深度学习-02-数据预处理-DataFrame切片

此Blog仅作为日常学习工作中记录使用，Blog中有不足之处欢迎指出

以kaggle中房屋预测的训练集为例，说明DataFrame切片常用操作

一、读入数据

import numpy as np
import pandas as pd

file_path = '***\kaggle_house_pred_train.csv'
data = pd.read_csv(file_path)

data.columns # 列名

输出：

Index(['Id', 'MSSubClass', 'MSZoning', 'LotFrontage', 'LotArea', 'Street',
       'Alley', 'LotShape', 'LandContour', 'Utilities', 'LotConfig',
       'LandSlope', 'Neighborhood', 'Condition1', 'Condition2', 'BldgType',
       'HouseStyle', 'OverallQual', 'OverallCond', 'YearBuilt', 'YearRemodAdd',
       'RoofStyle', 'RoofMatl', 'Exterior1st', 'Exterior2nd', 'MasVnrType',
       'MasVnrArea', 'ExterQual', 'ExterCond', 'Foundation', 'BsmtQual',
       'BsmtCond', 'BsmtExposure', 'BsmtFinType1', 'BsmtFinSF1',
       'BsmtFinType2', 'BsmtFinSF2', 'BsmtUnfSF', 'TotalBsmtSF', 'Heating',
       'HeatingQC', 'CentralAir', 'Electrical', '1stFlrSF', '2ndFlrSF',
       'LowQualFinSF', 'GrLivArea', 'BsmtFullBath', 'BsmtHalfBath', 'FullBath',
       'HalfBath', 'BedroomAbvGr', 'KitchenAbvGr', 'KitchenQual',
       'TotRmsAbvGrd', 'Functional', 'Fireplaces', 'FireplaceQu', 'GarageType',
       'GarageYrBlt', 'GarageFinish', 'GarageCars', 'GarageArea', 'GarageQual',
       'GarageCond', 'PavedDrive', 'WoodDeckSF', 'OpenPorchSF',
       'EnclosedPorch', '3SsnPorch', 'ScreenPorch', 'PoolArea', 'PoolQC',
       'Fence', 'MiscFeature', 'MiscVal', 'MoSold', 'YrSold', 'SaleType',
       'SaleCondition', 'SalePrice'],
      dtype='object')

data.index #当前行标签为0~1460（最后一位为1459，有1460个元素），跨度为1的列表

输出：

RangeIndex(start=0, stop=1460, step=1)

二、DataFrame切片常用方法

DataFrame常用的切片方法有以下：

假设：df 为DataFrame类型

①通过行列名、行列索引 df[label]或df[index]、df[start_index:end_index]

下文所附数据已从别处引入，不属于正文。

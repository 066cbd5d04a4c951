use ccdcal_core::camera::Camera;
use ccdcal_core::error::CalibrationError;
use ccdcal_core::group::GroupingMode;
use ccdcal_core::noise::Reduction;
use ccdcal_core::pipeline::config::CalibrationConfig;
use ccdcal_core::pipeline::PipelineStage;
use ccdcal_core::ptc::{FitMethod, PtcConfig};

// ---------------------------------------------------------------------------
// Defaults
// ---------------------------------------------------------------------------

#[test]
fn test_config_defaults() {
    let config = CalibrationConfig::default();
    assert_eq!(config.grouping, GroupingMode::Pairwise);
    assert_eq!(config.reduction, Reduction::Global);
    assert_eq!(config.ptc.method, FitMethod::Ordinary);
    assert_eq!(config.ptc.saturation_level, 65535.0);
    assert_eq!(config.ptc.saturation_fraction, 0.9);
    assert_eq!(config.ptc.max_relative_rss, 0.01);
    assert!(config.validate().is_ok());
}

#[test]
fn test_config_toml_round_trip() {
    let config = CalibrationConfig {
        grouping: GroupingMode::Ladder,
        reduction: Reduction::PerPixel,
        ptc: PtcConfig {
            method: FitMethod::Weighted,
            saturation_level: 4095.0,
            ..Default::default()
        },
    };
    let text = toml::to_string_pretty(&config).unwrap();
    let back: CalibrationConfig = toml::from_str(&text).unwrap();
    assert_eq!(back, config);
}

#[test]
fn test_partial_toml_fills_defaults() {
    let config: CalibrationConfig = toml::from_str(
        r#"
        grouping = "Ladder"

        [ptc]
        saturation_fraction = 0.75
        "#,
    )
    .unwrap();
    assert_eq!(config.grouping, GroupingMode::Ladder);
    assert_eq!(config.reduction, Reduction::Global);
    assert_eq!(config.ptc.saturation_fraction, 0.75);
    assert_eq!(config.ptc.saturation_level, 65535.0);
}

#[test]
fn test_empty_toml_is_default() {
    let config: CalibrationConfig = toml::from_str("").unwrap();
    assert_eq!(config, CalibrationConfig::default());
}

// ---------------------------------------------------------------------------
// Camera full scale
// ---------------------------------------------------------------------------

fn camera_12bit() -> Camera {
    Camera {
        adc_bits: 12,
        ..Default::default()
    }
}

#[test]
fn test_for_camera_uses_adc_full_scale() {
    let config = CalibrationConfig::for_camera(&camera_12bit());
    assert_eq!(config.ptc.saturation_level, 4095.0);
    assert_eq!(config.ptc.saturation_fraction, 0.9);
}

#[test]
fn test_config_file_without_level_uses_camera() {
    let text = "grouping = \"Ladder\"\n\n[ptc]\nsaturation_fraction = 0.8\n";
    let config = CalibrationConfig::from_toml_for_camera(text, &camera_12bit()).unwrap();
    assert_eq!(config.grouping, GroupingMode::Ladder);
    assert_eq!(config.ptc.saturation_fraction, 0.8);
    assert_eq!(config.ptc.saturation_level, 4095.0);

    let config = CalibrationConfig::from_toml_for_camera("", &camera_12bit()).unwrap();
    assert_eq!(config.ptc.saturation_level, 4095.0);
}

#[test]
fn test_config_file_level_wins_over_camera() {
    let text = "[ptc]\nsaturation_level = 3000.0\n";
    let config = CalibrationConfig::from_toml_for_camera(text, &camera_12bit()).unwrap();
    assert_eq!(config.ptc.saturation_level, 3000.0);
}

#[test]
fn test_malformed_config_file() {
    let err = CalibrationConfig::from_toml_for_camera("[ptc\n", &Camera::default()).unwrap_err();
    assert!(matches!(err, CalibrationError::Config(_)));
}

#[test]
fn test_validate_rejects_bad_fraction() {
    let mut config = CalibrationConfig::default();
    config.ptc.saturation_fraction = 1.5;
    assert!(matches!(config.validate(), Err(CalibrationError::Value(_))));
}

// ---------------------------------------------------------------------------
// Display
// ---------------------------------------------------------------------------

#[test]
fn test_pipeline_stage_display() {
    assert_eq!(PipelineStage::Grouping.to_string(), "Grouping frames");
    assert_eq!(PipelineStage::BiasEstimation.to_string(), "Estimating bias");
    assert_eq!(PipelineStage::VarianceEstimation.to_string(), "Estimating variance");
    assert_eq!(PipelineStage::TransferCurveFit.to_string(), "Fitting transfer curve");
    assert_eq!(PipelineStage::Assembly.to_string(), "Assembling result");
}

#[test]
fn test_fit_method_display() {
    assert_eq!(FitMethod::Ordinary.to_string(), "Ordinary least squares");
    assert_eq!(FitMethod::Weighted.to_string(), "Weighted least squares");
}

#[test]
fn test_invalid_config_fails_before_grouping() {
    let mut config = CalibrationConfig::default();
    config.ptc.max_relative_rss = -1.0;
    let err = ccdcal_core::pipeline::run_calibration(&[], &config).unwrap_err();
    assert_eq!(err.stage(), Some(PipelineStage::TransferCurveFit));
    assert!(matches!(err.root_cause(), CalibrationError::Value(_)));
}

②通过loc函数进行行列切片，df.loc[start_index:end_index,start_col:end_col]

③通过iloc函数进行行列切片，df.iloc[start_index:end_index,start_col:end_col]

写在前面，我当时学习的时候，会很困惑loc函数和iloc函数有什么区别？现提前说明，在后续的例子中去体会。

loc是location的意思，iloc中的i是integer的意思。显而易见，loc函数接收行列索引（名称）的，iloc函数接收的是第几行（下标）；此外，loc函数是闭区间切片，iloc函数是左闭右开方式切片。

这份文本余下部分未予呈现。